Polyetherimide based anion exchange membranes for alkaline fuel cell: Better ion transport properties and stability

Abstract

Alkaline anion exchange membrane (AAEM) is the key component for alkaline exchange membrane fuel cells (AEMFCs). AAEMs with good ionic conductivity, excellent thermo-mechanical and alkaline stability were synthesized by chloromethylation and quaternization followed by alkalization of polyetherimide. Chloromethylation of polyetherimide, a key step in the synthesis of anion exchange membranes based on polyetherimide, frequently involves cancer-causing chemicals. Here, an approach towards the use of non-carcinogenic reagent has been implemented for the synthesis of AAEMs. Physiochemical properties of prepared membranes are tuned by varying tertiary amines.
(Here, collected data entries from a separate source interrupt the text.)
//! Gateway error types.
//!
//! Every failure that crosses the gateway boundary is a `GatewayError`
//! carrying one `ErrorKind` from a closed taxonomy plus the raw upstream
//! payload. Kinds are derived from the exchange's numeric error codes first
//! and from the HTTP status second.

use serde::Deserialize;
use std::fmt;
use thiserror::Error;

/// Closed error taxonomy.
#[derive(Debug, Clone, Copy, PartialEq, Eq, Hash)]
pub enum ErrorKind {
    InvalidRequest,
    InvalidJson,
    InvalidSymbol,
    InvalidInterval,
    InvalidOrderType,
    InvalidTimeInForce,
    InvalidSide,
    InvalidQuantity,
    InvalidPrice,
    InvalidTimestamp,
    Disconnected,
    Unauthorized,
    TooManyRequests,
    InternalError,
    ServiceUnavailable,
    UnknownOrder,
    OrderRejected,
    CancelRejected,
    NoSuchOrder,
    InsufficientFunds,
    AccountInactive,
    DuplicateOrder,
    Unknown,
}

impl ErrorKind {
    /// Map an exchange error code.
    pub fn from_api_code(code: i64) -> Self {
        match code {
            -1021 => Self::InvalidTimestamp,
            -1100 | -1114 => Self::InvalidJson,
            -1101 | -1102 | -1103 | -1104 | -1105 | -1106 | -1112 | -1022 | -2014 | -2015
            | -2019 => Self::InvalidRequest,
            -1121 => Self::InvalidSymbol,
            -1120 => Self::InvalidInterval,
            -1116 => Self::InvalidOrderType,
            -1115 => Self::InvalidSide,
            -1111 | -1013 => Self::InvalidQuantity,
            -1110 => Self::InvalidPrice,
            -1001 => Self::Disconnected,
            -1002 | -1015 => Self::Unauthorized,
            -1003 => Self::TooManyRequests,
            -1006 => Self::ServiceUnavailable,
            -1007 => Self::InternalError,
            -2010 | -2011 => Self::UnknownOrder,
            -2013 => Self::NoSuchOrder,
            -2016 => Self::AccountInactive,
            -2021 => Self::OrderRejected,
            -2022 | -2018 => Self::CancelRejected,
            -2012 => Self::InsufficientFunds,
            -4116 => Self::DuplicateOrder,
            _ => Self::Unknown,
        }
    }

    /// Map a non-2xx HTTP status.
    pub fn from_http_status(status: u16) -> Self {
        match status {
            400 => Self::InvalidRequest,
            401 | 403 => Self::Unauthorized,
            429 => Self::TooManyRequests,
            500 => Self::InternalError,
            502..=504 => Self::ServiceUnavailable,
            _ => Self::Unknown,
        }
    }

    /// Whether retrying could change the outcome.
    ///
    /// Structurally invalid or unauthorized requests fail the same way every
    /// time. A duplicate order means an earlier attempt already committed.
    pub fn is_retryable(&self) -> bool {
        !matches!(
            self,
            Self::InvalidRequest
                | Self::InvalidSymbol
                | Self::InvalidJson
                | Self::Unauthorized
                | Self::AccountInactive
                | Self::DuplicateOrder
        )
    }

    /// Stable snake_case label for logs and metrics.
    pub fn as_str(&self) -> &'static str {
        match self {
            Self::InvalidRequest => "invalid_request",
            Self::InvalidJson => "invalid_json",
            Self::InvalidSymbol => "invalid_symbol",
            Self::InvalidInterval => "invalid_interval",
            Self::InvalidOrderType => "invalid_order_type",
            Self::InvalidTimeInForce => "invalid_time_in_force",
            Self::InvalidSide => "invalid_side",
            Self::InvalidQuantity => "invalid_quantity",
            Self::InvalidPrice => "invalid_price",
            Self::InvalidTimestamp => "invalid_timestamp",
            Self::Disconnected => "disconnected",
            Self::Unauthorized => "unauthorized",
            Self::TooManyRequests => "too_many_requests",
            Self::InternalError => "internal_error",
            Self::ServiceUnavailable => "service_unavailable",
            Self::UnknownOrder => "unknown_order",
            Self::OrderRejected => "order_rejected",
            Self::CancelRejected => "cancel_rejected",
            Self::NoSuchOrder => "no_such_order",
            Self::InsufficientFunds => "insufficient_funds",
            Self::AccountInactive => "account_inactive",
            Self::DuplicateOrder => "duplicate_order",
            Self::Unknown => "unknown",
        }
    }
}

impl fmt::Display for ErrorKind {
    fn fmt(&self, f: &mut fmt::Formatter<'_>) -> fmt::Result {
        f.write_str(self.as_str())
    }
}

/// Exchange error payload: `{"code": -1121, "msg": "Invalid symbol."}`.
#[derive(Debug, Clone, Deserialize)]
pub struct ApiErrorPayload {
    pub code: i64,
    #[serde(default)]
    pub msg: String,
}

impl ApiErrorPayload {
    /// Parse `body` as an error payload.
    ///
    /// Exchange error codes are negative; `{"code":200,"msg":"success"}` is
    /// how some write endpoints acknowledge success.
    pub fn parse(body: &str) -> Option<Self> {
        serde_json::from_str::<Self>(body)
            .ok()
            .filter(|payload| payload.code < 0)
    }
}

/// Structured gateway failure.
#[derive(Debug, Clone, Error, PartialEq, Eq)]
#[error("{kind}: {message}{}", detail_suffix(.detail))]
pub struct GatewayError {
    pub kind: ErrorKind,
    pub message: String,
    pub detail: String,
    /// Exchange error code, when the failure came from an error payload.
    pub code: Option<i64>,
    /// Raw upstream response body, empty for local failures.
    pub raw: String,
}

fn detail_suffix(detail: &str) -> String {
    if detail.is_empty() {
        String::new()
    } else {
        format!(" ({detail})")
    }
}

impl GatewayError {
    pub fn new(kind: ErrorKind, message: impl Into<String>) -> Self {
        Self {
            kind,
            message: message.into(),
            detail: String::new(),
            code: None,
            raw: String::new(),
        }
    }

    #[must_use]
    pub fn with_detail(mut self, detail: impl Into<String>) -> Self {
        self.detail = detail.into();
        self
    }

    #[must_use]
    pub fn with_raw(mut self, raw: impl Into<String>) -> Self {
        self.raw = raw.into();
        self
    }

    /// Error from an exchange error payload.
    pub fn from_api(payload: ApiErrorPayload, raw: impl Into<String>) -> Self {
        let mut err = Self::new(ErrorKind::from_api_code(payload.code), payload.msg)
            .with_raw(raw);
        err.code = Some(payload.code);
        err
    }

    /// Error from a non-2xx status without a recognizable payload.
    pub fn from_http_status(status: u16, raw: impl Into<String>) -> Self {
        Self::new(
            ErrorKind::from_http_status(status),
            format!("HTTP status {status}"),
        )
        .with_raw(raw)
    }

    /// Response body that could not be decoded into the expected type.
    pub fn decode(what: &str, err: &serde_json::Error, raw: impl Into<String>) -> Self {
        Self::new(ErrorKind::InvalidJson, format!("Failed to decode {what}"))
            .with_detail(err.to_string())
            .with_raw(raw)
    }

    pub fn is_retryable(&self) -> bool {
        self.kind.is_retryable()
    }

    /// Transient server-side or connectivity failure.
    pub fn is_timeout(&self) -> bool {
        matches!(
            self.kind,
            ErrorKind::ServiceUnavailable | ErrorKind::Disconnected | ErrorKind::InternalError
        )
    }

    pub fn is_rate_limit(&self) -> bool {
        self.kind == ErrorKind::TooManyRequests
    }

    pub fn is_auth(&self) -> bool {
        matches!(
            self.kind,
            ErrorKind::Unauthorized | ErrorKind::InvalidTimestamp | ErrorKind::AccountInactive
        )
    }

    pub fn is_order_error(&self) -> bool {
        matches!(
            self.kind,
            ErrorKind::UnknownOrder
                | ErrorKind::NoSuchOrder
                | ErrorKind::OrderRejected
                | ErrorKind::CancelRejected
                | ErrorKind::InsufficientFunds
                | ErrorKind::InvalidQuantity
                | ErrorKind::InvalidPrice
        )
    }
}

pub type GatewayResult<T> = Result<T, GatewayError>;

/// Construction-time configuration failure.
#[derive(Debug, Error)]
pub enum ConfigError {
    #[error("API key is empty")]
    EmptyApiKey,

    #[error("Secret key is empty")]
    EmptySecretKey,

    #[error("Timeout must be greater than zero")]
    InvalidTimeout,

    #[error("recvWindow {0}ms outside 0..=60000")]
    RecvWindowOutOfRange(u64),

    #[error("Rate limit capacity and interval must be greater than zero")]
    InvalidRateLimit,

    #[error("Retry backoff multiplier must be at least 1")]
    InvalidBackoff,

    #[error("Invalid base URL {url:?}: {reason}")]
    InvalidBaseUrl { url: String, reason: String },

    #[error("Invalid proxy URL {url:?}: {reason}")]
    InvalidProxy { url: String, reason: String },

    #[error("HTTP client build failed: {0}")]
    HttpClient(String),
}

#[cfg(test)]
mod tests {
    use super::*;

    #[test]
    fn test_api_code_table() {
        let cases = [
            (-1021, ErrorKind::InvalidTimestamp),
            (-1100, ErrorKind::InvalidJson),
            (-1114, ErrorKind::InvalidJson),
            (-1102, ErrorKind::InvalidRequest),
            (-1022, ErrorKind::InvalidRequest),
            (-2015, ErrorKind::InvalidRequest),
            (-2019, ErrorKind::InvalidRequest),
            (-1121, ErrorKind::InvalidSymbol),
            (-1120, ErrorKind::InvalidInterval),
            (-1116, ErrorKind::InvalidOrderType),
            (-1115, ErrorKind::InvalidSide),
            (-1111, ErrorKind::InvalidQuantity),
            (-1013, ErrorKind::InvalidQuantity),
            (-1110, ErrorKind::InvalidPrice),
            (-1000, ErrorKind::Unknown),
            (-1001, ErrorKind::Disconnected),
            (-1002, ErrorKind::Unauthorized),
            (-1015, ErrorKind::Unauthorized),
            (-1003, ErrorKind::TooManyRequests),
            (-1006, ErrorKind::ServiceUnavailable),
            (-1007, ErrorKind::InternalError),
            (-2010, ErrorKind::UnknownOrder),
            (-2011, ErrorKind::UnknownOrder),
            (-2013, ErrorKind::NoSuchOrder),
            (-2016, ErrorKind::AccountInactive),
            (-2021, ErrorKind::OrderRejected),
            (-2022, ErrorKind::CancelRejected),
            (-2018, ErrorKind::CancelRejected),
            (-2012, ErrorKind::InsufficientFunds),
            (-4116, ErrorKind::DuplicateOrder),
            (-9999, ErrorKind::Unknown),
        ];
        for (code, kind) in cases {
            assert_eq!(ErrorKind::from_api_code(code), kind, "code {code}");
        }
    }

    #[test]
    fn test_http_status_table() {
        assert_eq!(ErrorKind::from_http_status(400), ErrorKind::InvalidRequest);
        assert_eq!(ErrorKind::from_http_status(401), ErrorKind::Unauthorized);
        assert_eq!(ErrorKind::from_http_status(403), ErrorKind::Unauthorized);
        assert_eq!(ErrorKind::from_http_status(429), ErrorKind::TooManyRequests);
        assert_eq!(ErrorKind::from_http_status(500), ErrorKind::InternalError);
        assert_eq!(ErrorKind::from_http_status(502), ErrorKind::ServiceUnavailable);
        assert_eq!(ErrorKind::from_http_status(504), ErrorKind::ServiceUnavailable);
        assert_eq!(ErrorKind::from_http_status(418), ErrorKind::Unknown);
    }

    #[test]
    fn test_retryable_kinds() {
        for kind in [
            ErrorKind::InvalidRequest,
            ErrorKind::InvalidSymbol,
            ErrorKind::InvalidJson,
            ErrorKind::Unauthorized,
            ErrorKind::AccountInactive,
            ErrorKind::DuplicateOrder,
        ] {
            assert!(!kind.is_retryable(), "{kind} should abort");
        }
        for kind in [
            ErrorKind::Disconnected,
            ErrorKind::TooManyRequests,
            ErrorKind::ServiceUnavailable,
            ErrorKind::InternalError,
            ErrorKind::InvalidTimestamp,
            ErrorKind::Unknown,
        ] {
            assert!(kind.is_retryable(), "{kind} should retry");
        }
    }

    #[test]
    fn test_payload_parse_ignores_success_bodies() {
        assert!(ApiErrorPayload::parse(r#"{"code":-1003,"msg":"Too many requests"}"#).is_some());
        assert!(ApiErrorPayload::parse(r#"{"code":200,"msg":"success"}"#).is_none());
        assert!(ApiErrorPayload::parse(r#"{"code":0,"msg":""}"#).is_none());
        assert!(ApiErrorPayload::parse(r#"{"symbol":"ETHUSDT"}"#).is_none());
        assert!(ApiErrorPayload::parse("[]").is_none());
        assert!(ApiErrorPayload::parse("<html>").is_none());
    }

    #[test]
    fn test_from_api_keeps_code_and_raw() {
        let raw = r#"{"code":-1121,"msg":"Invalid symbol."}"#;
        let payload = ApiErrorPayload::parse(raw).unwrap();
        let err = GatewayError::from_api(payload, raw);
        assert_eq!(err.kind, ErrorKind::InvalidSymbol);
        assert_eq!(err.code, Some(-1121));
        assert_eq!(err.raw, raw);
        assert_eq!(err.to_string(), "invalid_symbol: Invalid symbol.");
    }

    #[test]
    fn test_display_includes_detail() {
        let err = GatewayError::new(ErrorKind::Disconnected, "Request failed")
            .with_detail("connection reset");
        assert_eq!(err.to_string(), "disconnected: Request failed (connection reset)");
    }

    #[test]
    fn test_predicates() {
        assert!(GatewayError::new(ErrorKind::ServiceUnavailable, "").is_timeout());
        assert!(GatewayError::new(ErrorKind::TooManyRequests, "").is_rate_limit());
        assert!(GatewayError::new(ErrorKind::InvalidTimestamp, "").is_auth());
        assert!(GatewayError::new(ErrorKind::InsufficientFunds, "").is_order_error());
        assert!(!GatewayError::new(ErrorKind::Unknown, "").is_order_error());
    }
}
Derivatives during the membrane synthesis are characterized by proton NMR spectroscopy. FTIR spectroscopy confirms the successful quaternization of polyetherimide, and dense nature of membranes is cross-checked by SEM imaging. Synthesized anion exchange membranes show ionic conductivity in order of 2.68–3.22 × 10−2 S/cm complemented by ion exchange capacity of 1.58–2.07 meq/g. Under strong alkaline conditions 1 M KOH at 60 °C and 5 M KOH at room temperature, membranes are stable without losing their integrity. Based on preliminary studies, it is anticipated that functionalized polyetherimide may be a suitable candidate as an anion exchange membrane in fuel cell applications.